I didn’t feel so uncomfortable when the dogs were released, or when the men fought for Monsieur Candie’s enjoyment.  Not only did I understand that this was the reality of the time, but Mr. Quentin Tarantino is also unique in his ability to see the use of metaphor and symbolism in their proper place, in the context of film.  I never felt, even in these grave scenes, that I was meant to be watching a lead-weighted metaphor, forcing symbolism, cynicism, and guilt down my throat.  There’s plenty of symbolism in the movie, and plenty to understand, but not much to analyze.  That’s not what Mr. Tarantino’s movies are about as well.  The symbolism is obvious; the metaphors are more commonly absent.  We are treated to the truth, without any veil, without any misdirection, in a dark and humorous way.  There are other pieces, other films this year alone to fill us with guilt and arrogant musings for us to so intelligently decipher in the lobby of the theater to our clean-shaven, tight-wound disciples.  Mr.

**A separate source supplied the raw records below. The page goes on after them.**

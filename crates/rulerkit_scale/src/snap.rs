//! Snap policy
//!
//! Quantizes the target of an in-flight deceleration to the nearest tick
//! boundary. Live drag positions are reported raw so the value label tracks
//! continuously; only the rest position is snapped.
//!
//! Tie-breaking: an offset exactly halfway between two ticks rounds away from
//! zero (round-half-up for the non-negative offsets the hosts produce).

use crate::error::ScaleError;

/// Snap-to-tick quantization for a fixed tick height
#[derive(Clone, Copy, Debug, PartialEq)]
pub struct SnapPolicy {
    tick_height: f32,
}

impl SnapPolicy {
    pub fn new(tick_height: f32) -> Result<Self, ScaleError> {
        if !tick_height.is_finite() || tick_height <= 0.0 {
            return Err(ScaleError::InvalidTickHeight { tick_height });
        }
        Ok(Self { tick_height })
    }

    pub fn tick_height(&self) -> f32 {
        self.tick_height
    }

    /// Nearest tick-aligned offset
    pub fn snap(&self, offset: f32) -> f32 {
        (offset / self.tick_height).round() * self.tick_height
    }

    /// Index of the tick the offset snaps to
    pub fn tick_index(&self, offset: f32) -> i32 {
        (offset / self.tick_height).round() as i32
    }
}
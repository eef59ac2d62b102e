//! Selection controller
//!
//! Owns the current selection and the drag/settle gesture state machine.
//! Live scroll frames recompute the selection silently; the delegate hears
//! about a value exactly once, when a user-driven deceleration settles.
//! Programmatic scrolls never notify.

use rulerkit_core::events::event_types;
use rulerkit_core::fsm::{StateMachine, StateTransitions};

use crate::delegate::ScaleDelegate;
use crate::error::ScaleError;
use crate::mapper::{Tick, ValueMapper};
use crate::snap::SnapPolicy;

/// Gesture phase of the scale
#[derive(Clone, Copy, Debug, Default, PartialEq, Eq, Hash)]
pub enum GestureState {
    /// No active gesture; the selection is fixed
    #[default]
    Idle,
    /// Finger down, continuous updates, no notifications
    Dragging,
    /// Deceleration in flight toward a snapped target
    Settling,
}

impl StateTransitions for GestureState {
    fn on_event(&self, event: u32) -> Option<Self> {
        match (self, event) {
            (GestureState::Idle, event_types::DRAG) => Some(GestureState::Dragging),
            (GestureState::Dragging, event_types::DRAG_END) => Some(GestureState::Settling),
            (GestureState::Settling, event_types::SETTLED) => Some(GestureState::Idle),
            // Re-grab during deceleration abandons the settle
            (GestureState::Settling, event_types::DRAG) => Some(GestureState::Dragging),
            _ => None,
        }
    }
}

/// A single programmatic scroll-animation request
#[derive(Clone, Copy, Debug, PartialEq)]
pub struct ScrollRequest {
    /// Tick the animation should come to rest on
    pub tick: Tick,
    /// Rest offset of that tick
    pub offset: f32,
}

/// Gesture-driven selection state over a mapper + snap policy
pub struct SelectionController {
    mapper: ValueMapper,
    snap: SnapPolicy,
    machine: StateMachine<GestureState>,
    selection: i32,
    label: String,
    delegate: Box<dyn ScaleDelegate>,
}

impl SelectionController {
    /// Build a controller and seed the selection from the delegate. A seed
    /// outside the domain is clamped to the nearest boundary.
    pub fn new(
        mapper: ValueMapper,
        snap: SnapPolicy,
        label: impl Into<String>,
        delegate: Box<dyn ScaleDelegate>,
    ) -> Self {
        let label = label.into();
        let seed = delegate.initial_value(&label);
        let selection = mapper.clamp(seed);
        if selection != seed {
            let (min, max) = mapper.domain();
            tracing::warn!(seed, selection, min, max, label = %label, "initial value clamped to domain");
        }
        Self {
            mapper,
            snap,
            machine: StateMachine::new(GestureState::Idle),
            selection,
            label,
            delegate,
        }
    }

    pub fn state(&self) -> GestureState {
        self.machine.current()
    }

    pub fn selection(&self) -> i32 {
        self.selection
    }

    pub fn label(&self) -> &str {
        &self.label
    }

    pub fn mapper(&self) -> &ValueMapper {
        &self.mapper
    }

    pub fn snap_policy(&self) -> &SnapPolicy {
        &self.snap
    }

    /// Finger touched down. Enters `Dragging` from `Idle`, or abandons an
    /// in-flight settle on a re-grab.
    pub fn on_drag_begin(&mut self) {
        self.machine.send(event_types::DRAG);
    }

    /// A raw scroll frame, during either a drag or a deceleration. Updates
    /// the selection from the unsnapped offset so the value label tracks
    /// continuously; never notifies the delegate.
    pub fn on_scroll_frame(&mut self, offset: f32) -> i32 {
        let tick = self.mapper.tick_at_offset(offset, self.snap.tick_height());
        if let Ok(value) = self.mapper.value_at(tick) {
            self.selection = value;
        }
        tracing::trace!(offset, selection = self.selection, "scroll frame");
        self.selection
    }

    /// Finger lifted with the deceleration headed for `proposed_target`.
    /// Returns the corrected, tick-aligned target the host should decelerate
    /// to.
    pub fn on_drag_will_end(&mut self, proposed_target: f32) -> f32 {
        self.machine.send(event_types::DRAG_END);
        let snapped = self.snap.snap(proposed_target);
        tracing::debug!(proposed_target, snapped, "drag ending");
        snapped
    }

    /// Deceleration came to rest at `offset`. Fires the delegate exactly once
    /// per completed gesture; calls outside a settle (double delivery, or a
    /// rest after a programmatic scroll) are ignored.
    pub fn on_settled(&mut self, offset: f32) -> Option<i32> {
        self.machine.send(event_types::SETTLED)?;
        let rest = self.snap.snap(offset);
        let tick = self.mapper.tick_at_offset(rest, self.snap.tick_height());
        if let Ok(value) = self.mapper.value_at(tick) {
            self.selection = value;
        }
        tracing::debug!(selection = self.selection, "settled");
        self.delegate
            .on_value_settled(&self.label, self.selection);
        Some(self.selection)
    }

    /// A wheel host reported its wheel at rest on `row`. The picker collapses
    /// the gesture into this single event, so each call is one settle and one
    /// notification.
    pub fn on_row_settled(&mut self, row: i32) -> Result<i32, ScaleError> {
        let value = self.mapper.value_at(Tick::flat(row))?;
        self.selection = value;
        self.delegate.on_value_settled(&self.label, value);
        Ok(value)
    }

    /// Compute the single scroll-animation request that moves the scale to
    /// `value`. Does not change the gesture state and never notifies; an
    /// out-of-domain value is an error for the widget boundary to resolve.
    pub fn scroll_target(&self, value: i32) -> Result<ScrollRequest, ScaleError> {
        let tick = self.mapper.tick_for(value)?;
        Ok(ScrollRequest {
            tick,
            offset: self.mapper.offset_of(tick, self.snap.tick_height()),
        })
    }

    /// Selection update when a programmatic scroll animation arrives, with no
    /// notification (only user-driven settles notify).
    pub fn on_programmatic_arrival(&mut self, offset: f32) -> i32 {
        let tick = self.mapper.tick_at_offset(offset, self.snap.tick_height());
        if let Ok(value) = self.mapper.value_at(tick) {
            self.selection = value;
        }
        self.selection
    }
}

#[cfg(test)]
mod tests {
    use super::*;
    use crate::mapper::Orientation;
    use crate::range::{RangeModel, ScaleRange};
    use std::sync::{Arc, Mutex};

    struct RecordingDelegate {
        initial: i32,
        settled: Arc<Mutex<Vec<i32>>>,
    }

    impl ScaleDelegate for RecordingDelegate {
        fn initial_value(&self, _label: &str) -> i32 {
            self.initial
        }

        fn on_value_settled(&mut self, _label: &str, value: i32) {
            self.settled.lock().unwrap().push(value);
        }
    }

    fn controller_with(initial: i32) -> (SelectionController, Arc<Mutex<Vec<i32>>>) {
        let settled = Arc::new(Mutex::new(Vec::new()));
        let delegate = RecordingDelegate {
            initial,
            settled: settled.clone(),
        };
        let model = RangeModel::new(ScaleRange::new(0, 1000), 10).unwrap();
        let mapper = ValueMapper::sectioned(model, Orientation::Horizontal);
        let snap = SnapPolicy::new(8.0).unwrap();
        let controller = SelectionController::new(mapper, snap, "cm", Box::new(delegate));
        (controller, settled)
    }

    #[test]
    fn drag_and_settle_notifies_exactly_once() {
        let (mut controller, settled) = controller_with(0);

        controller.on_drag_begin();
        assert_eq!(controller.state(), GestureState::Dragging);

        controller.on_scroll_frame(100.0);
        controller.on_scroll_frame(300.0);
        assert!(settled.lock().unwrap().is_empty());

        // Deceleration headed for 61.4 ticks snaps to tick 61
        let target = controller.on_drag_will_end(491.2);
        assert_eq!(target, 488.0);
        assert_eq!(controller.state(), GestureState::Settling);

        assert_eq!(controller.on_settled(488.0), Some(61));
        assert_eq!(controller.state(), GestureState::Idle);
        assert_eq!(*settled.lock().unwrap(), vec![61]);

        // A stray duplicate settle is ignored
        assert_eq!(controller.on_settled(488.0), None);
        assert_eq!(settled.lock().unwrap().len(), 1);
    }

    #[test]
    fn live_frames_track_raw_offsets_silently() {
        let (mut controller, settled) = controller_with(0);
        controller.on_drag_begin();

        // 500.0 / 8 = 62.5 rounds to tick 63
        assert_eq!(controller.on_scroll_frame(500.0), 63);
        assert_eq!(controller.selection(), 63);
        assert!(settled.lock().unwrap().is_empty());
    }

    #[test]
    fn release_on_a_tick_boundary_needs_no_correction() {
        let (mut controller, settled) = controller_with(0);
        controller.on_drag_begin();
        controller.on_scroll_frame(496.0);

        assert_eq!(controller.on_drag_will_end(496.0), 496.0);
        assert_eq!(controller.on_settled(496.0), Some(62));
        assert_eq!(*settled.lock().unwrap(), vec![62]);
    }

    #[test]
    fn regrab_during_settling_abandons_the_notification() {
        let (mut controller, settled) = controller_with(0);
        controller.on_drag_begin();
        controller.on_scroll_frame(200.0);
        controller.on_drag_will_end(200.0);
        assert_eq!(controller.state(), GestureState::Settling);

        // User grabs the scale mid-deceleration
        controller.on_drag_begin();
        assert_eq!(controller.state(), GestureState::Dragging);

        // The old deceleration's rest event no longer settles anything
        assert_eq!(controller.on_settled(200.0), None);
        assert!(settled.lock().unwrap().is_empty());
    }

    #[test]
    fn scroll_target_requests_without_notifying() {
        let (controller, settled) = controller_with(0);
        let request = controller.scroll_target(62).unwrap();
        assert_eq!(request.tick, Tick::new(6, 2));
        assert_eq!(request.offset, 496.0);
        assert!(settled.lock().unwrap().is_empty());

        assert_eq!(
            controller.scroll_target(1000).unwrap_err(),
            ScaleError::ValueOutOfRange {
                value: 1000,
                min: 0,
                max: 1000
            }
        );
    }

    #[test]
    fn programmatic_arrival_updates_selection_silently() {
        let (mut controller, settled) = controller_with(0);
        assert_eq!(controller.on_programmatic_arrival(496.0), 62);
        assert_eq!(controller.selection(), 62);
        assert_eq!(controller.state(), GestureState::Idle);
        assert!(settled.lock().unwrap().is_empty());
    }

    #[test]
    fn out_of_domain_seed_is_clamped() {
        let (controller, _) = controller_with(5000);
        assert_eq!(controller.selection(), 999);

        let (controller, _) = controller_with(-3);
        assert_eq!(controller.selection(), 0);
    }

    #[test]
    fn wheel_rows_settle_directly() {
        let settled = Arc::new(Mutex::new(Vec::new()));
        let delegate = RecordingDelegate {
            initial: 0,
            settled: settled.clone(),
        };
        let mapper = ValueMapper::flat(1000, Orientation::Vertical).unwrap();
        let snap = SnapPolicy::new(32.0).unwrap();
        let mut controller = SelectionController::new(mapper, snap, "kg", Box::new(delegate));

        assert_eq!(controller.on_row_settled(63).unwrap(), 63);
        assert_eq!(*settled.lock().unwrap(), vec![63]);
        assert!(controller.on_row_settled(1000).is_err());
        assert_eq!(settled.lock().unwrap().len(), 1);
    }
}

Tarantino created a film, (a western, spaghetti included) in its purest form, in a dark period of American history, and it was done exceptionally well.  Like in Pulp Fiction, as I read from a critic, it isn’t about what was in the briefcase – this movie was created by a man who loves film as art, and seems to be the only person who directs movies presently who understands how to create a pure “movie.”

And also – if you were surprised by the amount of blood in the movie, you haven’t seen a Tarantino move.  It was awesome.

Every person (especially Leonardo DiCaprio, who played as good a part as he has ever played) was exceptional in the film for their part.

Finally, I guess I would say:  I might go see this again in the theater, as it is the only movie I have seen since Inglorious Basterds that reminds me why I always loved going to the movies.  I might even forget the ridiculous price of tickets for it.